PROBLEM>
Report every line from the following entries that contains the string "ConnectionParams".
____ EXERCISE MATERIALS
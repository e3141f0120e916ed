//! Connection manager implementation.

use super::SubscriptionState;
use crate::channels::Channel;
use crate::config::{ConnectionParams, PlatformConfig};
use crate::error::NotificationError;
use crate::events;
use crate::handlers::HandlerSlots;
use crate::transport::{
    ConnectionState, InboundEventHandler, Transport, TransportError, TransportFactory,
    TransportHandlers,
};
use parking_lot::{Mutex, RwLock};
use std::collections::{HashMap, HashSet};
use std::sync::Arc;
use tracing::{debug, error, info};

/// Subscription bookkeeping for the current transport.
#[derive(Default)]
struct SubscriptionBook {
    /// Topic to state. Absent means `Unsubscribed`.
    states: HashMap<String, SubscriptionState>,
    /// Wire keys already bound on the current transport.
    bound_keys: HashSet<String>,
    /// Bumped on every start. Callbacks from an older transport carry a
    /// stale value and are ignored.
    generation: u64,
}

/// Owns the transport and the channel subscription map.
///
/// No lock is held while calling into the transport, so transport callbacks
/// may arrive synchronously from inside any of these operations.
pub struct ConnectionManager {
    factory: Arc<dyn TransportFactory>,
    transport: RwLock<Option<Arc<dyn Transport>>>,
    book: Arc<Mutex<SubscriptionBook>>,
    handlers: Arc<HandlerSlots>,
    /// Bound to every event key relevant to a subscribed channel.
    inbound: InboundEventHandler,
}

impl ConnectionManager {
    /// Create a manager that opens transports through `factory`.
    pub fn new(
        factory: Arc<dyn TransportFactory>,
        handlers: Arc<HandlerSlots>,
        inbound: InboundEventHandler,
    ) -> Self {
        Self {
            factory,
            transport: RwLock::new(None),
            book: Arc::new(Mutex::new(SubscriptionBook::default())),
            handlers,
            inbound,
        }
    }

    // --- Lifecycle ---

    /// Tear down any previous connection and connect for `platform`.
    ///
    /// A platform without a complete notification block is not an error:
    /// there is simply nothing to start.
    pub fn start(&self, platform: &PlatformConfig) {
        self.shutdown();

        let Some(params) = ConnectionParams::from_platform(platform) else {
            debug!(network = %platform.network, "Notifications not configured for platform");
            return;
        };

        let transport = self.factory.open(&params);

        // A fresh transport has no memberships and no bindings.
        let generation = {
            let mut book = self.book.lock();
            let generation = book.generation + 1;
            *book = SubscriptionBook {
                generation,
                ..SubscriptionBook::default()
            };
            generation
        };

        transport.install(self.transport_handlers(generation));
        *self.transport.write() = Some(Arc::clone(&transport));

        info!(
            network = %platform.network,
            cluster = %params.cluster,
            encrypted = params.encrypted,
            "Starting notification client"
        );
        transport.connect();
    }

    /// Disconnect the current transport, if any.
    pub fn shutdown(&self) {
        if let Some(transport) = self.transport() {
            debug!("Shutting down notification client");
            transport.disconnect();
        }
    }

    /// Whether the current transport reports `Connected`.
    pub fn is_connected(&self) -> bool {
        self.transport()
            .is_some_and(|t| t.state() == ConnectionState::Connected)
    }

    /// Current transport handle (None before the first successful start).
    pub fn transport(&self) -> Option<Arc<dyn Transport>> {
        self.transport.read().clone()
    }

    fn transport_handlers(&self, generation: u64) -> TransportHandlers {
        let handlers = Arc::clone(&self.handlers);
        let on_state_change = Arc::new(move |old: ConnectionState, new: ConnectionState| {
            if new != ConnectionState::All {
                info!(from = %old, to = %new, "Notification client {}", new);
            }

            match new {
                ConnectionState::Connected => handlers.fire_connected(),
                ConnectionState::Disconnected => handlers.fire_disconnected(),
                _ => {}
            }
        });

        let handlers = Arc::clone(&self.handlers);
        let on_error = Arc::new(move |e: &TransportError| {
            error!(error = %e, "Error on notification client");
            handlers.fire_error(&NotificationError::Transport(e.clone()));
        });

        let book = Arc::clone(&self.book);
        let on_subscribed = Arc::new(move |topic: &str| {
            let mut book = book.lock();
            if book.generation != generation {
                debug!(channel = topic, "Ignoring acknowledgment from a replaced transport");
                return;
            }
            if let Some(state) = book.states.get_mut(topic) {
                if *state == SubscriptionState::Pending {
                    *state = SubscriptionState::Subscribed;
                    debug!(channel = topic, "Subscription confirmed");
                }
            }
        });

        TransportHandlers {
            on_state_change,
            on_error,
            on_subscribed,
        }
    }

    // --- Subscriptions ---

    /// Subscribe to `channel` and bind its family's event keys.
    ///
    /// Does nothing without a transport or when the channel is already
    /// pending or subscribed. Keys are bound right away rather than on
    /// acknowledgment, each key at most once per transport.
    pub fn subscribe(&self, channel: &Channel) {
        let Some(transport) = self.transport() else {
            debug!(channel = %channel, "Subscribe ignored, notification client not started");
            return;
        };

        let keys: Vec<String> = {
            let mut book = self.book.lock();
            let state = book.states.entry(channel.topic().to_string()).or_default();
            if state.is_subscribed_or_pending() {
                return;
            }
            *state = SubscriptionState::Pending;

            let mut keys = Vec::new();
            for def in events::filter_by_channel_families([channel.family()]) {
                if book.bound_keys.insert(def.wire_key.clone()) {
                    keys.push(def.wire_key.clone());
                }
            }
            keys
        };

        debug!(channel = %channel, new_bindings = keys.len(), "Subscribing");
        transport.subscribe(channel.topic());
        for key in &keys {
            transport.bind(key, Arc::clone(&self.inbound));
        }
    }

    /// Unsubscribe from `channel`. Only acts on subscribed channels.
    pub fn unsubscribe(&self, channel: &Channel) {
        let Some(transport) = self.transport() else {
            return;
        };

        {
            let mut book = self.book.lock();
            if book.states.get(channel.topic()) != Some(&SubscriptionState::Subscribed) {
                return;
            }
            book.states.remove(channel.topic());
        }

        debug!(channel = %channel, "Unsubscribing");
        transport.unsubscribe(channel.topic());
    }

    /// State of `topic`; untracked topics are `Unsubscribed`.
    pub fn state_of(&self, topic: &str) -> SubscriptionState {
        self.book
            .lock()
            .states
            .get(topic)
            .copied()
            .unwrap_or_default()
    }

    /// Whether the transport has confirmed `channel`.
    pub fn is_subscribed(&self, channel: &Channel) -> bool {
        self.state_of(channel.topic()) == SubscriptionState::Subscribed
    }

    /// Whether a subscribe for `channel` was sent and not undone.
    pub fn is_subscribed_or_pending(&self, channel: &Channel) -> bool {
        self.state_of(channel.topic()).is_subscribed_or_pending()
    }

    /// Snapshot of every tracked topic and its state.
    pub fn subscriptions(&self) -> HashMap<String, SubscriptionState> {
        self.book.lock().states.clone()
    }
}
________
TASK SOLUTION>
use crate::config::{ConnectionParams, PlatformConfig};
        let Some(params) = ConnectionParams::from_platform(platform) else {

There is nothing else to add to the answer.